En 2023 une deuxième enquête a été menée. Celle-ci a révélé une amélioration des conditions et une augmentation de la sensibilisation des sondés aux problématiques d’inégalité et à ses conséquences. Quand la première enquête avait révélé que les victimes ne savaient pas à qui s’adresser, la seconde révèle que les points de contacts sont désormais bien mieux identifiés. Le groupe travaille présentement sur la problématique de déséquilibre hommes-femmes au sein du laboratoire, en interrogeant le processus de recrutement puisque ce déséquilibre ne peut se justifier par le nombre de diplômés en doctorat qui est relativement paritaire.

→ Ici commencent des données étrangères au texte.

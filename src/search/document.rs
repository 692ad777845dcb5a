//! Search document structures and schema

use crate::models::{Comment, CommentThread};
use chrono::{DateTime, Utc};
use serde::{Deserialize, Serialize};
use strum::{Display, EnumString};
use tantivy::schema::*;
use tantivy::TantivyDocument;

/// Discriminator for the two content kinds surfaced by the index
#[derive(Debug, Clone, Copy, PartialEq, Eq, Serialize, Deserialize, Display, EnumString)]
#[serde(rename_all = "snake_case")]
#[strum(serialize_all = "snake_case")]
pub enum ContentKind {
    Thread,
    Comment,
}

/// A thread or comment as it is indexed for full-text search.
///
/// The index is only ever used as a thread-id oracle: title and body are
/// indexed but not stored, and presentation always goes back to the primary
/// store.
#[derive(Debug, Clone, Serialize, Deserialize)]
pub struct ContentDocument {
    /// Content kind
    pub kind: ContentKind,

    /// Document id (thread id or comment id)
    pub id: String,

    /// Parent thread id; set for comments only
    pub thread_id: Option<String>,

    /// Title; empty for comments
    pub title: String,

    /// Body text
    pub body: String,

    /// Course scope
    pub course_id: String,

    /// Commentable scope
    pub commentable_id: String,

    /// Group scope, if the content is cohort-restricted
    pub group_id: Option<i64>,

    /// Last update timestamp, used for recency-capped queries
    pub updated_at: DateTime<Utc>,
}

impl From<&CommentThread> for ContentDocument {
    fn from(thread: &CommentThread) -> Self {
        Self {
            kind: ContentKind::Thread,
            id: thread.id.to_string(),
            thread_id: None,
            title: thread.title.clone(),
            body: thread.body.clone(),
            course_id: thread.course_id.clone(),
            commentable_id: thread.commentable_id.clone(),
            group_id: thread.group_id,
            updated_at: thread.updated_at,
        }
    }
}

impl From<&Comment> for ContentDocument {
    fn from(comment: &Comment) -> Self {
        Self {
            kind: ContentKind::Comment,
            id: comment.id.to_string(),
            thread_id: Some(comment.comment_thread_id.to_string()),
            title: String::new(),
            body: comment.body.clone(),
            course_id: comment.course_id.clone(),
            commentable_id: comment.commentable_id.clone(),
            group_id: comment.group_id,
            updated_at: comment.updated_at,
        }
    }
}

impl ContentDocument {
    /// Convert to a tantivy document
    pub fn to_tantivy_doc(&self, schema: &Schema) -> TantivyDocument {
        let mut doc = TantivyDocument::new();

        if let Ok(field) = schema.get_field("id") {
            doc.add_text(field, &self.id);
        }

        if let Ok(field) = schema.get_field("kind") {
            doc.add_text(field, self.kind.to_string());
        }

        if let Some(ref thread_id) = self.thread_id {
            if let Ok(field) = schema.get_field("thread_id") {
                doc.add_text(field, thread_id);
            }
        }

        if !self.title.is_empty() {
            if let Ok(field) = schema.get_field("title") {
                doc.add_text(field, &self.title);
            }
        }

        if let Ok(field) = schema.get_field("body") {
            doc.add_text(field, &self.body);
        }

        if let Ok(field) = schema.get_field("course_id") {
            doc.add_text(field, &self.course_id);
        }

        if let Ok(field) = schema.get_field("commentable_id") {
            doc.add_text(field, &self.commentable_id);
        }

        if let Some(group_id) = self.group_id {
            if let Ok(field) = schema.get_field("group_id") {
                doc.add_i64(field, group_id);
            }
        }

        if let Ok(field) = schema.get_field("has_group") {
            doc.add_bool(field, self.group_id.is_some());
        }

        if let Ok(field) = schema.get_field("updated_at") {
            doc.add_date(
                field,
                tantivy::DateTime::from_timestamp_secs(self.updated_at.timestamp()),
            );
        }

        doc
    }

    /// Get document id
    pub fn document_id(&self) -> &str {
        &self.id
    }
}

/// Build the search schema for forum content.
///
/// `has_group` mirrors `group_id.is_some()`: tantivy has no negated
/// existence predicate that composes inside a filter conjunction, so group
/// absence is queried as a term on this field.
pub fn build_content_schema() -> Schema {
    let mut schema_builder = Schema::builder();

    // Identity - stored so results can be reduced to thread ids
    schema_builder.add_text_field("id", STRING | STORED);
    schema_builder.add_text_field("kind", STRING | STORED);
    schema_builder.add_text_field("thread_id", STRING | STORED);

    // Full-text fields; index-only, presentation reads the primary store
    schema_builder.add_text_field("title", TEXT);
    schema_builder.add_text_field("body", TEXT);

    // Structured filter fields
    schema_builder.add_text_field("course_id", STRING);
    schema_builder.add_text_field("commentable_id", STRING);
    schema_builder.add_i64_field("group_id", INDEXED);
    schema_builder.add_bool_field("has_group", INDEXED);

    // Recency for the capped query
    schema_builder.add_date_field("updated_at", INDEXED | FAST);

    schema_builder.build()
}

Ce qu'elle apprécie dans son métier et les qualités nécessaires pour l'exercer
Ce qui intéresse Emilie Klein, en plus de l’analyse des données, c’est de faire du terrain et, de manière plus générale, toute la partie technique. C’est d’ailleurs la raison pour laquelle elle a fait une école d’ingénieure plutôt que l’université avant de passer son doctorat et qu’elle a préféré un poste d’ingénieure à celui de chercheuse. Elle estime que la compréhension des données est toute autre quand on est également la personne qui les a récoltés et traités. C’est selon elle ce qui facilite l’interprétation desdites données. Elle aime à la fois traiter la chaîne complète qui va du terrain à la modélisation des données, en passant par leur analyse, et la variété de ses missions entre le terrain et le laboratoire. Ces deux aspects ont d’ailleurs en commun selon elle de nécessiter de grandes qualités d’organisation. Au-delà du goût du terrain qui est indispensable pour mener à bien ses missions, elle souligne que, comme dans tout métier lié à la recherche, il faut par ailleurs savoir être inventif.